Directions for this task:
List each line of the data in which the string "that" appears.

+++++

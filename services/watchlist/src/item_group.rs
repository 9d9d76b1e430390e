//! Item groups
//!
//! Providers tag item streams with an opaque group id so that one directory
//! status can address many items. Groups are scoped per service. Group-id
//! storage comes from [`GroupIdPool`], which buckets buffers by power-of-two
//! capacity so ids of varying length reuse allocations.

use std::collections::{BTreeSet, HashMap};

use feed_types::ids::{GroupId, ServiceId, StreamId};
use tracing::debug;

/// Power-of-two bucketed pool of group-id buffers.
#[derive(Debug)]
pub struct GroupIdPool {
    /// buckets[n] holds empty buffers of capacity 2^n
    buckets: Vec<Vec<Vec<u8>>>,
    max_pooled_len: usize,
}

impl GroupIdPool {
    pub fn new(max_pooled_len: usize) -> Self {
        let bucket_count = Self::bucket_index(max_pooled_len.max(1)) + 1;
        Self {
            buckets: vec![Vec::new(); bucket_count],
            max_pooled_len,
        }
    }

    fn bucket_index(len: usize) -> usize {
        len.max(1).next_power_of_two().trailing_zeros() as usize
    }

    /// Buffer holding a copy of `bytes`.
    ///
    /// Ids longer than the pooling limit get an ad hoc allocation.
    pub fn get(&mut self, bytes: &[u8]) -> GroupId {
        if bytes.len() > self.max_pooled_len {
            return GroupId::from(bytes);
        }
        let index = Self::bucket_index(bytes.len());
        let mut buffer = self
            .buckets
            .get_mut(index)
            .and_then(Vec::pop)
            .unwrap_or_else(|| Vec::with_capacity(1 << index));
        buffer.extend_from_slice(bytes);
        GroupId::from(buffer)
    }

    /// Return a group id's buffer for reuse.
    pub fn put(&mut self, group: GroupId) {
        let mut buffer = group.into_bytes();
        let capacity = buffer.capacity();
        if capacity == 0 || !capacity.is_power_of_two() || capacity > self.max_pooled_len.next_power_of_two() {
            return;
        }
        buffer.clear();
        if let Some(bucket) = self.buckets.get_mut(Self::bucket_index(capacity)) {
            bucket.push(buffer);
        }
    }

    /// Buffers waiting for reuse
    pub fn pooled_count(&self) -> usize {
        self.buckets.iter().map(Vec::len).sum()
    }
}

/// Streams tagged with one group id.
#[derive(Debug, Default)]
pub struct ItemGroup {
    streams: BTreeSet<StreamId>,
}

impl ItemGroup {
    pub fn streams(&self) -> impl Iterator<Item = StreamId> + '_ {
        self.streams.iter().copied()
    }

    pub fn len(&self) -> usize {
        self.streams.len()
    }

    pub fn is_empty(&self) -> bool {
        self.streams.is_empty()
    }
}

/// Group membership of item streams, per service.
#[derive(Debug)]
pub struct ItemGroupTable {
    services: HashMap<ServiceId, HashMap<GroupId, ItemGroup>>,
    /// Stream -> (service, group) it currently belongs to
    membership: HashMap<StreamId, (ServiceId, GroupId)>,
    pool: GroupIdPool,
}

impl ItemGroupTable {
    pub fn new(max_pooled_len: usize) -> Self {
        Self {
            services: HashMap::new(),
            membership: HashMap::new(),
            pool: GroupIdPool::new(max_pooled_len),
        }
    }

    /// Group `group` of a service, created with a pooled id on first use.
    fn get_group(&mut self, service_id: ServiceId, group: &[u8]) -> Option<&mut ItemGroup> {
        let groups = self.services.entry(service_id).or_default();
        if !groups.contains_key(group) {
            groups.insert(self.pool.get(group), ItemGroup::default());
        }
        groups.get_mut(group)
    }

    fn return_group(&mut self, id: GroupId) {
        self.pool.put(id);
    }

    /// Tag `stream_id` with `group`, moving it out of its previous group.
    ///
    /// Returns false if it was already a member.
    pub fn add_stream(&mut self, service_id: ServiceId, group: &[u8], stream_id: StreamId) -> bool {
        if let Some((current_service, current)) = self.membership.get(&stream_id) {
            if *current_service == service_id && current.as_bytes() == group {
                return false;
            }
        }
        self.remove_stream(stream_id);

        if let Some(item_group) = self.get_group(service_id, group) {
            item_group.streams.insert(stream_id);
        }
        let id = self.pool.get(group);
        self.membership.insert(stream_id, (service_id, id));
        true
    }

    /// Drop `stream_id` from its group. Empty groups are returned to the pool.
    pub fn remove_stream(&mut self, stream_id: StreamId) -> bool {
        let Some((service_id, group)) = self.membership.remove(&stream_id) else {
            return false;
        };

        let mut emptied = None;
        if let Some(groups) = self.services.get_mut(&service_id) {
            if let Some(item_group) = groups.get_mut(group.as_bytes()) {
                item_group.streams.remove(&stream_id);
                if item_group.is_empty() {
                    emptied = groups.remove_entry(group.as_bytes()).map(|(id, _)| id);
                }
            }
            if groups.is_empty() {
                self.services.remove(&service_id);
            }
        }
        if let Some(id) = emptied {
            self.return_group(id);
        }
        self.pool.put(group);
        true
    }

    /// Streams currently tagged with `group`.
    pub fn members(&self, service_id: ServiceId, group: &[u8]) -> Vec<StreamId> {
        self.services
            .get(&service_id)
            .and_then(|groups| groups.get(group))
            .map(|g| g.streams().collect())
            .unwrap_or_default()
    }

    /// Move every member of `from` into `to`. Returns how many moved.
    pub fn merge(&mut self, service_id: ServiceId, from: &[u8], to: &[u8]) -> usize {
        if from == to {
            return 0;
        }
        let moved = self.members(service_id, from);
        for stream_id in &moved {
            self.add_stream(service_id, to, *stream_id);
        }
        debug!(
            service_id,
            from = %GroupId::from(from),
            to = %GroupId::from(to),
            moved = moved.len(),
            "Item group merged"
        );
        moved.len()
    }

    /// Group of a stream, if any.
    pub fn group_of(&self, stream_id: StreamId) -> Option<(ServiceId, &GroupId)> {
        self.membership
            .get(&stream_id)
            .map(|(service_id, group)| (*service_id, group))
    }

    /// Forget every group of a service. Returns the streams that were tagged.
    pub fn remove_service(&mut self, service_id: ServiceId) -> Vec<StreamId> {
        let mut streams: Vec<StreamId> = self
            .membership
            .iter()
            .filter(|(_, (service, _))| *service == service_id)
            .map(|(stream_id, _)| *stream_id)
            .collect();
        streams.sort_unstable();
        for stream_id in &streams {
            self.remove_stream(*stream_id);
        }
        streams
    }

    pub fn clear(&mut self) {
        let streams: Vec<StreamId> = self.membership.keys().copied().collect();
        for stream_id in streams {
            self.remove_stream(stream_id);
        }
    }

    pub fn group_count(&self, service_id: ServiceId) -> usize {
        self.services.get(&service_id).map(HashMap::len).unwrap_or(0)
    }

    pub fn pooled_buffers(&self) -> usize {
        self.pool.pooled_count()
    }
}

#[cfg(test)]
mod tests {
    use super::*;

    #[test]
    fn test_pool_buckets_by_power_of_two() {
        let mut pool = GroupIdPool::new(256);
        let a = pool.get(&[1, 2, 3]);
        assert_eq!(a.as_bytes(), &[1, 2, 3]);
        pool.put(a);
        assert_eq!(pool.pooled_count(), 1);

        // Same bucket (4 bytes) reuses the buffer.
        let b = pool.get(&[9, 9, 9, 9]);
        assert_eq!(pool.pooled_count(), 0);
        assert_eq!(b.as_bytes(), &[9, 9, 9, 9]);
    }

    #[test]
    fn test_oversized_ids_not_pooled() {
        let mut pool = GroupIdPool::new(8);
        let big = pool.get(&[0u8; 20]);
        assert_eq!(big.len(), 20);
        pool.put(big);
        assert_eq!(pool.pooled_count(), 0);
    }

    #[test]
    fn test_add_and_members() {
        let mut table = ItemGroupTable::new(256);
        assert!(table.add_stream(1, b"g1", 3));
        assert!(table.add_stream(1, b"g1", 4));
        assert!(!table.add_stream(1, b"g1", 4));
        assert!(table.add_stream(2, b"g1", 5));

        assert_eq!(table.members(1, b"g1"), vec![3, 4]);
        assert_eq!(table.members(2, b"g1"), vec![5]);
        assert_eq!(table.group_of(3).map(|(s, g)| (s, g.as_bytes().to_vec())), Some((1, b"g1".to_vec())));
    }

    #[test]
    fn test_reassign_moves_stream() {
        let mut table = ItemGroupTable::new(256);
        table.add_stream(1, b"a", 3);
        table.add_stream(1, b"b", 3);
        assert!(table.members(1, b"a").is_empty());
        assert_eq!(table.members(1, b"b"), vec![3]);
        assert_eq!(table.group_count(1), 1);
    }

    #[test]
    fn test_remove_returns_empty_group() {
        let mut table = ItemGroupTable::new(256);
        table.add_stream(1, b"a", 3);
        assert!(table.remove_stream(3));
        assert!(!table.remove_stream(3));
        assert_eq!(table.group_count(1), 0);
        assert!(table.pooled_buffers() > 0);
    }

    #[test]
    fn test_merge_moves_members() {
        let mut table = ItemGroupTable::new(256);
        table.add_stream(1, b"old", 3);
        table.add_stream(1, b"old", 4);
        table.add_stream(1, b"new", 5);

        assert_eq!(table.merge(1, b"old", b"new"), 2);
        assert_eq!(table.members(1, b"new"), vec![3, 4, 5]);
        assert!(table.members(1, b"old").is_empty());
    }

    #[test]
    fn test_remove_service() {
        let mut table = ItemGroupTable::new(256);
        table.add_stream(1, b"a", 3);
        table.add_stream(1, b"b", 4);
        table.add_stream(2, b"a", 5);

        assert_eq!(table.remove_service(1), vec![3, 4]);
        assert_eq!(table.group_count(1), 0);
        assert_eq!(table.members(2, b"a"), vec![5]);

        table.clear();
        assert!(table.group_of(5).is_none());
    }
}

+++++

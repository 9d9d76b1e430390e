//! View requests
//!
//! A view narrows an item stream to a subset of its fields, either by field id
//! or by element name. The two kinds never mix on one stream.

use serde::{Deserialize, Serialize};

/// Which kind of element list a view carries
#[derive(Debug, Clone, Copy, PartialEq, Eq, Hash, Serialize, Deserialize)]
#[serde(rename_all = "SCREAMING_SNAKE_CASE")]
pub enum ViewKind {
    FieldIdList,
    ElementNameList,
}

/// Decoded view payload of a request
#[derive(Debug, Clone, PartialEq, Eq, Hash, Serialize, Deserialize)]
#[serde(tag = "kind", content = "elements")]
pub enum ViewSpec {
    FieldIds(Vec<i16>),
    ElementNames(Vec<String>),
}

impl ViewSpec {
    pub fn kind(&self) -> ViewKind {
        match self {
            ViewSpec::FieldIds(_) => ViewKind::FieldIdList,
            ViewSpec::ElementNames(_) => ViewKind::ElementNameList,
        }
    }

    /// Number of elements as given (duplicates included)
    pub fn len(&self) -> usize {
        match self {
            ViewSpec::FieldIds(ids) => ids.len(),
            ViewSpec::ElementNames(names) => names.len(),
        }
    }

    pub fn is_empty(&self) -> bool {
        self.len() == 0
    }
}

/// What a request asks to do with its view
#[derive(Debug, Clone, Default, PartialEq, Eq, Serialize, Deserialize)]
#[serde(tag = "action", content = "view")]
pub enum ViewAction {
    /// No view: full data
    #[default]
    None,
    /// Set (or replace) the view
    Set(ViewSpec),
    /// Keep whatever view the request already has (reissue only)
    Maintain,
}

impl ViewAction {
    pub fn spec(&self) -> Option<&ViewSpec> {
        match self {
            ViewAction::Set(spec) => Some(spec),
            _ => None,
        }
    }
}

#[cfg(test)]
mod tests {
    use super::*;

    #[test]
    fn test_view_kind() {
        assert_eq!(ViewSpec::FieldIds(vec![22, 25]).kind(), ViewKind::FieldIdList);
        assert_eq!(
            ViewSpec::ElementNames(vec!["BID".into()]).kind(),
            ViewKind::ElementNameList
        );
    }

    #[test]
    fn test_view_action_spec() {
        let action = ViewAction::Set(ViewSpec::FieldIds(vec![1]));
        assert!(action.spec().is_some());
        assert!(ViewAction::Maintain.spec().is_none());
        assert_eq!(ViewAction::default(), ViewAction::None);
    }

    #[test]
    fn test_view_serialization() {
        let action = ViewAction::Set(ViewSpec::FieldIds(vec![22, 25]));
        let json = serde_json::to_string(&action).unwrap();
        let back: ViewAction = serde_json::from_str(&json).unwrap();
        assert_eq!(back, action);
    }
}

+++++

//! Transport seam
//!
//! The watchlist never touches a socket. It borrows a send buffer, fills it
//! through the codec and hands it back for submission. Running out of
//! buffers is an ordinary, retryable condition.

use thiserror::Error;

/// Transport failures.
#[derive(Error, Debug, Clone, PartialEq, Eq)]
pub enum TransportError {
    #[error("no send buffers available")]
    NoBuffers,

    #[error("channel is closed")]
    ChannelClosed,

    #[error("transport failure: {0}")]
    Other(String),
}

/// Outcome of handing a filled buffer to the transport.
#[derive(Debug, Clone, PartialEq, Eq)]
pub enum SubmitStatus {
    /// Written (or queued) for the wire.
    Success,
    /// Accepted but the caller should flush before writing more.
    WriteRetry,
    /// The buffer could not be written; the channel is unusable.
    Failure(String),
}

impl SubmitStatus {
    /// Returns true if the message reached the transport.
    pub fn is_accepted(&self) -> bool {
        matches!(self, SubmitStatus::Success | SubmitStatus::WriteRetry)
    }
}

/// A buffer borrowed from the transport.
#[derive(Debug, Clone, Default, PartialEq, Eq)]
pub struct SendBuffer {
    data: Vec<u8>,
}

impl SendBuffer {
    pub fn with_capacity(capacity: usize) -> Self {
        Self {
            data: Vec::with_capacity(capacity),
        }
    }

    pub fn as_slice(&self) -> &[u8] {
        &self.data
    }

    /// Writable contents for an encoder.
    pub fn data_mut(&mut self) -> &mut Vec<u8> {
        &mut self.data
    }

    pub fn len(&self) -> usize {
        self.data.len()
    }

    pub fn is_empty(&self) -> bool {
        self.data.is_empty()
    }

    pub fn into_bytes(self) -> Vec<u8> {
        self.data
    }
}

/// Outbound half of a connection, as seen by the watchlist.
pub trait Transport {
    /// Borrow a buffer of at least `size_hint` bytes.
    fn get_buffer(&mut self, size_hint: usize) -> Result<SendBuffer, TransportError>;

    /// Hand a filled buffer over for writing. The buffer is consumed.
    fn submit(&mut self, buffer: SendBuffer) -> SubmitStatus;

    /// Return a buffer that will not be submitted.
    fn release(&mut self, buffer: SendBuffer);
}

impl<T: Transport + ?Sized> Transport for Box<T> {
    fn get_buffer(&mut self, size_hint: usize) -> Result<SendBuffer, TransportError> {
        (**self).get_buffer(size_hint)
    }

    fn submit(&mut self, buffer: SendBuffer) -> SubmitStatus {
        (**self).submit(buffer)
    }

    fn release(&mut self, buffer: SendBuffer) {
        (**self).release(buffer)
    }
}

+++++

Solution to this exercise:
//! Providers tag item streams with an opaque group id so that one directory
    /// Forget every group of a service. Returns the streams that were tagged.
    /// Return a buffer that will not be submitted.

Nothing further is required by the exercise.